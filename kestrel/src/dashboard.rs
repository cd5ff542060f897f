//! The terminal progress dashboard.
//!
//! A full-screen view redrawn on a fixed interval from a snapshot of
//! the shared progress state, with per-worker CPU usage sampled on its
//! own interval. The dashboard owns the terminal for the life of the
//! job and restores it after the abort latch releases the render loop.

use std::sync::{
    atomic::{AtomicBool, Ordering},
    Arc,
};

use crossterm::{
    cursor::{Hide, Show},
    execute,
    terminal::{
        disable_raw_mode, enable_raw_mode, EnterAlternateScreen,
        LeaveAlternateScreen,
    },
    tty::IsTty,
};
use kestrel_common::{
    manifest::DashboardConfig, prelude::*, progress::ProgressTracker,
};
use ratatui::{
    layout::{Constraint, Direction, Layout, Rect},
    prelude::CrosstermBackend,
    style::{Color, Modifier, Style},
    widgets::{Gauge, List, ListItem, Paragraph},
    Terminal,
};
use sysinfo::{Pid, ProcessesToUpdate, System};
use tokio::task::JoinHandle;
use tokio_util::sync::CancellationToken;

/// Everything the dashboard needs from the coordinator.
pub struct Dashboard {
    /// Shared progress state, read snapshot-style.
    pub progress: ProgressTracker,
    /// The job's abort latch; the render loop exits when it is set.
    pub abort: CancellationToken,
    /// Refresh and sampling intervals.
    pub config: DashboardConfig,
    /// Pids of local mapper children, in worker order. Remote mappers
    /// have no local pid and always sample as zero.
    pub mapper_pids: Vec<Option<u32>>,
    /// Pid of the reducer child.
    pub reducer_pid: Option<u32>,
    /// Shown in the footer so the user knows where results will land.
    pub output_path: PathBuf,
}

/// Start the dashboard, or return `None` when stdout is not a
/// terminal.
pub fn spawn(dashboard: Dashboard) -> Option<JoinHandle<()>> {
    if !std::io::stdout().is_tty() {
        debug!("stdout is not a terminal, skipping dashboard");
        return None;
    }
    Some(tokio::spawn(async move {
        if let Err(err) = run(dashboard).await {
            warn!("dashboard failed: {:?}", err);
        }
    }))
}

async fn run(dashboard: Dashboard) -> Result<()> {
    let guard = TerminalGuard::enter(dashboard.abort.clone())?;
    let backend = CrosstermBackend::new(std::io::stdout());
    let mut terminal =
        Terminal::new(backend).context("could not initialize terminal")?;
    let mut sampler =
        CpuSampler::new(&dashboard.mapper_pids, dashboard.reducer_pid);

    let mut redraw = tokio::time::interval(dashboard.config.screen_refresh_interval);
    let mut sample = tokio::time::interval(dashboard.config.cpu_usage_interval);
    let mut cpu = vec![0.0; dashboard.mapper_pids.len() + 1];

    loop {
        tokio::select! {
            _ = dashboard.abort.cancelled() => break,
            _ = sample.tick() => {
                cpu = sampler.sample();
            }
            _ = redraw.tick() => {
                let snapshot = dashboard.progress.snapshot();
                terminal
                    .draw(|frame| draw(frame, &dashboard, &snapshot, &cpu))
                    .context("could not draw dashboard frame")?;
            }
        }
    }

    // The render loop has exited; the guard restores the terminal now.
    drop(guard);
    Ok(())
}

fn draw(
    frame: &mut ratatui::Frame<'_>,
    dashboard: &Dashboard,
    snapshot: &kestrel_common::progress::ProgressSnapshot,
    cpu: &[f32],
) {
    let (header_area, gauge_area, workers_area, messages_area, footer_area) =
        compute_layout(frame.area(), dashboard.mapper_pids.len());

    let header = Paragraph::new(format!(
        "kestrel: {}/{} files, {}/{} bytes, {} failed",
        snapshot.files_processed,
        snapshot.files_total,
        snapshot.bytes_processed,
        snapshot.bytes_total,
        snapshot.files_failed,
    ))
    .style(Style::default().add_modifier(Modifier::BOLD));
    frame.render_widget(header, header_area);

    let ratio = if snapshot.files_total == 0 {
        0.0
    } else {
        (snapshot.files_processed + snapshot.files_failed) as f64
            / snapshot.files_total as f64
    };
    let gauge = Gauge::default()
        .gauge_style(Style::default().fg(Color::Cyan))
        .ratio(ratio.clamp(0.0, 1.0));
    frame.render_widget(gauge, gauge_area);

    let mut rows: Vec<ListItem> = dashboard
        .mapper_pids
        .iter()
        .enumerate()
        .map(|(idx, pid)| {
            let location = match pid {
                Some(pid) => format!("pid {}", pid),
                None => "remote".to_owned(),
            };
            ListItem::new(format!(
                "map {:>3}  {:>5.1}% cpu  ({})",
                idx,
                cpu.get(idx).copied().unwrap_or(0.0),
                location
            ))
        })
        .collect();
    rows.push(ListItem::new(format!(
        "reduce   {:>5.1}% cpu",
        cpu.last().copied().unwrap_or(0.0)
    )));
    frame.render_widget(List::new(rows), workers_area);

    let message_lines: Vec<ListItem> = snapshot
        .messages
        .iter()
        .rev()
        .take(messages_area.height as usize)
        .rev()
        .map(|message| {
            ListItem::new(message.clone())
                .style(Style::default().fg(Color::DarkGray))
        })
        .collect();
    frame.render_widget(List::new(message_lines), messages_area);

    let footer = Paragraph::new(format!(
        "last: {}   results: {}",
        snapshot.last_file_processed,
        dashboard.output_path.display()
    ))
    .style(Style::default().fg(Color::DarkGray));
    frame.render_widget(footer, footer_area);
}

fn compute_layout(area: Rect, workers: usize) -> (Rect, Rect, Rect, Rect, Rect) {
    let rows = Layout::default()
        .direction(Direction::Vertical)
        .constraints([
            Constraint::Length(1),
            Constraint::Length(1),
            Constraint::Length(workers as u16 + 1),
            Constraint::Min(1),
            Constraint::Length(1),
        ])
        .split(area);
    (rows[0], rows[1], rows[2], rows[3], rows[4])
}

/// Samples CPU usage for the job's local children.
///
/// A process that has exited, or that the sampler cannot read, reports
/// zero rather than failing the dashboard.
struct CpuSampler {
    system: System,
    mapper_pids: Vec<Option<Pid>>,
    reducer_pid: Option<Pid>,
}

impl CpuSampler {
    fn new(mapper_pids: &[Option<u32>], reducer_pid: Option<u32>) -> CpuSampler {
        CpuSampler {
            system: System::new(),
            mapper_pids: mapper_pids
                .iter()
                .map(|pid| pid.map(Pid::from_u32))
                .collect(),
            reducer_pid: reducer_pid.map(Pid::from_u32),
        }
    }

    /// One CPU reading per mapper, with the reducer's last.
    fn sample(&mut self) -> Vec<f32> {
        let mut watched: Vec<Pid> = self.mapper_pids.iter().flatten().copied().collect();
        watched.extend(self.reducer_pid);
        self.system
            .refresh_processes(ProcessesToUpdate::Some(&watched), true);

        let mut readings: Vec<f32> = self
            .mapper_pids
            .iter()
            .map(|pid| self.cpu_usage(*pid))
            .collect();
        readings.push(self.cpu_usage(self.reducer_pid));
        readings
    }

    fn cpu_usage(&self, pid: Option<Pid>) -> f32 {
        pid.and_then(|pid| self.system.process(pid))
            .map(|process| process.cpu_usage())
            .unwrap_or(0.0)
    }
}

/// Puts the terminal into the alternate screen for the life of the
/// dashboard and restores it on drop, even if rendering fails.
///
/// While the terminal is raw, ctrl-c arrives as a key event instead of
/// a signal, so a small input thread forwards it to the abort latch.
struct TerminalGuard {
    stop: Arc<AtomicBool>,
    input_thread: Option<std::thread::JoinHandle<()>>,
}

impl TerminalGuard {
    fn enter(abort: CancellationToken) -> Result<TerminalGuard> {
        enable_raw_mode().context("could not enable raw terminal mode")?;
        execute!(std::io::stdout(), EnterAlternateScreen, Hide)
            .context("could not enter alternate screen")?;

        let stop = Arc::new(AtomicBool::new(false));
        let stop_thread = stop.clone();
        let input_thread = std::thread::spawn(move || {
            use crossterm::event::{Event, KeyCode, KeyModifiers};

            while !stop_thread.load(Ordering::Relaxed) {
                if !crossterm::event::poll(Duration::from_millis(200)).unwrap_or(false)
                {
                    continue;
                }
                let Ok(event) = crossterm::event::read() else {
                    continue;
                };
                if let Event::Key(key) = event {
                    if key.code == KeyCode::Char('c')
                        && key.modifiers.contains(KeyModifiers::CONTROL)
                    {
                        abort.cancel();
                    }
                }
            }
        });

        Ok(TerminalGuard {
            stop,
            input_thread: Some(input_thread),
        })
    }
}

impl Drop for TerminalGuard {
    fn drop(&mut self) {
        self.stop.store(true, Ordering::Relaxed);
        let _ = execute!(std::io::stdout(), Show, LeaveAlternateScreen);
        let _ = disable_raw_mode();
        if let Some(thread) = self.input_thread.take() {
            let _ = thread.join();
        }
    }
}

> Work to complete: Look through the entries above; copy each line where the string "latch" appears.

> Response area:
//! job and restores it after the abort latch releases the render loop.
    /// The job's abort latch; the render loop exits when it is set.
/// a signal, so a small input thread forwards it to the abort latch.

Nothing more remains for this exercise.